AFAIK it records multithreaded applications on multiple threads and CPU, rr records them on a single OS thread, AFAIK. Not sure about replay. Never used undo though, so not sure how much better it is.

dzaima

rr does support multithreaded and multi-process applications, via, like Undo[1], allowing only a single thread to run at a time. (edit note - that's only about multithreading; Undo might have parallel multi-process recording)

[1]: https://undo.io/resources/undo-performance-benchmarks/ - "Undo serializes their execution"

leni536

I stand corrected, not sure where I heard this then.

kristopolous

This one has a flashy website and a marketing department

schaefer

Let me save you a click:

Pricing & Licensing

A UDB floating license costs $7,900 per year.

dima55

rr is awesome and is free and open and all that. How much better could this possibly be?

AlotOfReading

They have a comparison page: https://undo.io/resources/undo-vs-rr/

I was in talks with them recently because I kept running into limitations with rr. The main advantages for my use case were that undo doesn't have the same dependency on hardware timers, which means the ARM support is much better, you can run it in a VM (e.g. a cloud machine) and you can do replays on different systems.

dzaima

A couple minor notes:

- If your program is very light on syscalls (i.e. basically entirely in-memory computation), rr can go to a basically 1.0x slowdown. In particular this means you can run benchmarks in it at full capacity, provided that I/O is outside of the repeated part (e.g. if sometimes the bench is noticably slower, you can replay and see if some important loads/stores crossed a cacheline/page). You can even "perf record" / "perf stat" a replay if you want to! (none of this is too useful, but it's fun! Gathering repeated stats over the same execution for more resolution might be useful with proper tooling though)

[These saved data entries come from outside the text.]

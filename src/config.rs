use anyhow::{Context, Result};
use serde::{Deserialize, Serialize};
use std::path::{Path, PathBuf};
use tracing::info;

#[derive(Debug, Clone, Default, Serialize, Deserialize)]
#[serde(default)]
pub struct Config {
    pub general: GeneralConfig,

    #[serde(default)]
    pub server: ServerConfig,

    #[serde(default)]
    pub auth: AuthConfig,

    #[serde(default)]
    pub security: SecurityConfig,
}

#[derive(Debug, Clone, Serialize, Deserialize)]
#[serde(default)]
pub struct GeneralConfig {
    pub database_path: String,

    pub log_level: String,

    /// Number of tokio worker threads (default: 2)
    /// Set to 0 to use the number of CPU cores
    pub worker_threads: usize,

    /// Maximum database connections (default: 5)
    pub max_db_connections: u32,

    /// Minimum database connections (default: 1)
    pub min_db_connections: u32,
}

impl Default for GeneralConfig {
    fn default() -> Self {
        Self {
            database_path: "sqlite:data/authd.db".to_string(),
            log_level: "info".to_string(),
            worker_threads: 2,
            max_db_connections: 5,
            min_db_connections: 1,
        }
    }
}

#[derive(Debug, Clone, Serialize, Deserialize)]
#[serde(default)]
pub struct ServerConfig {
    pub bind_address: String,

    pub port: u16,

    pub cors_allowed_origins: Vec<String>,
}

impl Default for ServerConfig {
    fn default() -> Self {
        Self {
            bind_address: "127.0.0.1".to_string(),
            port: 8000,
            cors_allowed_origins: vec!["http://localhost:3000".to_string()],
        }
    }
}

#[derive(Debug, Clone, Serialize, Deserialize)]
#[serde(default)]
pub struct AuthConfig {
    /// HS256 signing secret for bearer tokens.
    ///
    /// Must be set in config.toml or via the `AUTHD_TOKEN_SECRET`
    /// environment variable; `validate()` rejects an empty secret.
    #[serde(skip_serializing)]
    pub token_secret: String,

    /// Token lifetime in minutes (default: 15)
    pub token_ttl_minutes: i64,
}

impl Default for AuthConfig {
    fn default() -> Self {
        Self {
            token_secret: String::new(),
            token_ttl_minutes: 15,
        }
    }
}

#[derive(Debug, Clone, Serialize, Deserialize)]
#[serde(default)]
pub struct SecurityConfig {
    /// Argon2 memory cost in KiB (default: 8192 = 8MB)
    pub argon2_memory_cost_kib: u32,

    /// Argon2 time cost (iterations) - higher = more CPU work
    pub argon2_time_cost: u32,

    /// Argon2 parallelism (default: 1)
    pub argon2_parallelism: u32,
}

impl Default for SecurityConfig {
    fn default() -> Self {
        Self {
            argon2_memory_cost_kib: 8192,
            argon2_time_cost: 3,
            argon2_parallelism: 1,
        }
    }
}

impl Config {
    pub fn load() -> Result<Self> {
        dotenvy::dotenv().ok();

        let mut config = Self::load_first_found()?;
        config.apply_env_overrides();
        Ok(config)
    }

    fn load_first_found() -> Result<Self> {
        for path in Self::config_paths() {
            if path.exists() {
                info!("Loading config from: {}", path.display());
                return Self::load_from_path(&path);
            }
        }

        info!("No config file found, using defaults");
        Ok(Self::default())
    }

    pub fn load_from_path(path: &Path) -> Result<Self> {
        let content = std::fs::read_to_string(path)
            .with_context(|| format!("Failed to read config file: {}", path.display()))?;

        let config: Self = toml::from_str(&content)
            .with_context(|| format!("Failed to parse config file: {}", path.display()))?;

        Ok(config)
    }

    /// Environment variables win over the config file for secrets, so the
    /// file never has to contain them.
    fn apply_env_overrides(&mut self) {
        if let Ok(secret) = std::env::var("AUTHD_TOKEN_SECRET")
            && !secret.is_empty()
        {
            self.auth.token_secret = secret;
        }
    }

    pub fn save_to_path(&self, path: &Path) -> Result<()> {
        if let Some(parent) = path.parent() {
            std::fs::create_dir_all(parent)?;
        }

        let content = toml::to_string_pretty(self)?;
        std::fs::write(path, content)?;
        info!("Config saved to: {}", path.display());
        Ok(())
    }

    fn config_paths() -> Vec<PathBuf> {
        let mut paths = vec![];

        paths.push(PathBuf::from("config.toml"));

        if let Some(config_dir) = dirs::config_dir() {
            paths.push(config_dir.join("authd").join("config.toml"));
        }

        if let Some(home) = dirs::home_dir() {
            paths.push(home.join(".authd").join("config.toml"));
        }

        paths
    }

    fn default_config_path() -> PathBuf {
        PathBuf::from("config.toml")
    }

    pub fn create_default_if_missing() -> Result<bool> {
        let path = Self::default_config_path();
        if path.exists() {
            Ok(false)
        } else {
            let config = Self::default();
            config.save_to_path(&path)?;
            info!("Created default config file: {}", path.display());
            Ok(true)
        }
    }

    pub fn validate(&self) -> Result<()> {
        if self.auth.token_secret.is_empty() {
            anyhow::bail!(
                "Token signing secret is not set. Set auth.token_secret in config.toml \
                 or the AUTHD_TOKEN_SECRET environment variable"
            );
        }

        if self.auth.token_ttl_minutes <= 0 {
            anyhow::bail!("Token TTL must be at least one minute");
        }

        Ok(())
    }
}

#[cfg(test)]
mod tests {
    use super::*;

    #[test]
    fn test_default_config() {
        let config = Config::default();
        assert_eq!(config.general.database_path, "sqlite:data/authd.db");
        assert_eq!(config.server.port, 8000);
        assert_eq!(config.auth.token_ttl_minutes, 15);
        assert_eq!(config.security.argon2_parallelism, 1);
        assert!(config.auth.token_secret.is_empty());
    }

    #[test]
    fn test_validate_rejects_missing_secret() {
        let config = Config::default();
        assert!(config.validate().is_err());

        let mut config = Config::default();
        config.auth.token_secret = "unit-test-secret".to_string();
        assert!(config.validate().is_ok());
    }

    #[test]
    fn test_validate_rejects_zero_ttl() {
        let mut config = Config::default();
        config.auth.token_secret = "unit-test-secret".to_string();
        config.auth.token_ttl_minutes = 0;
        assert!(config.validate().is_err());
    }

    #[test]
    fn test_config_serialization() {
        let config = Config::default();
        let toml_str = toml::to_string_pretty(&config).unwrap();
        assert!(toml_str.contains("[general]"));
        assert!(toml_str.contains("[server]"));
        assert!(toml_str.contains("[auth]"));
        // The secret never round-trips through the config file.
        assert!(!toml_str.contains("token_secret"));
    }
}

- rr does have an in-memory buffer of recording data.

- rr recordings should be portable within the architecture, as long as the replay hardware has the extensions the recorder did (or if replayer-unsupported features are disabled at record-time).

Veserv

Well, if you have a Google L5 making ~365k [1] then it would need to make them ~2.2% more productive overall to be worth it when just considering direct pay. If we consider a Google L3 at ~187k then it would need to make them ~4.2% more productive overall.

This, of course, ignores employee benefits and overhead which usually amount to ~100% extra costs over direct pay. So that is now ~1.1% and ~2.1%, respectively.

And that ignores the fact that you need to pay people less than they produce to be profitable which probably drops us down to ~0.5% and ~1.0%, respectively.

[1] https://www.levels.fyi/companies/google/salaries/software-en...

edit: Incorrectly linked to product designer instead of software engineer levels.

dima55

OK... Most of us don't know what a "google l5" is, so I guess we can safely ignore this. Heh.

esafak

No-one is going to spend $8K out of pocket to A/B test this on themselves. Of all the things you could be doing to improve your productivity, this is some high hanging fruit.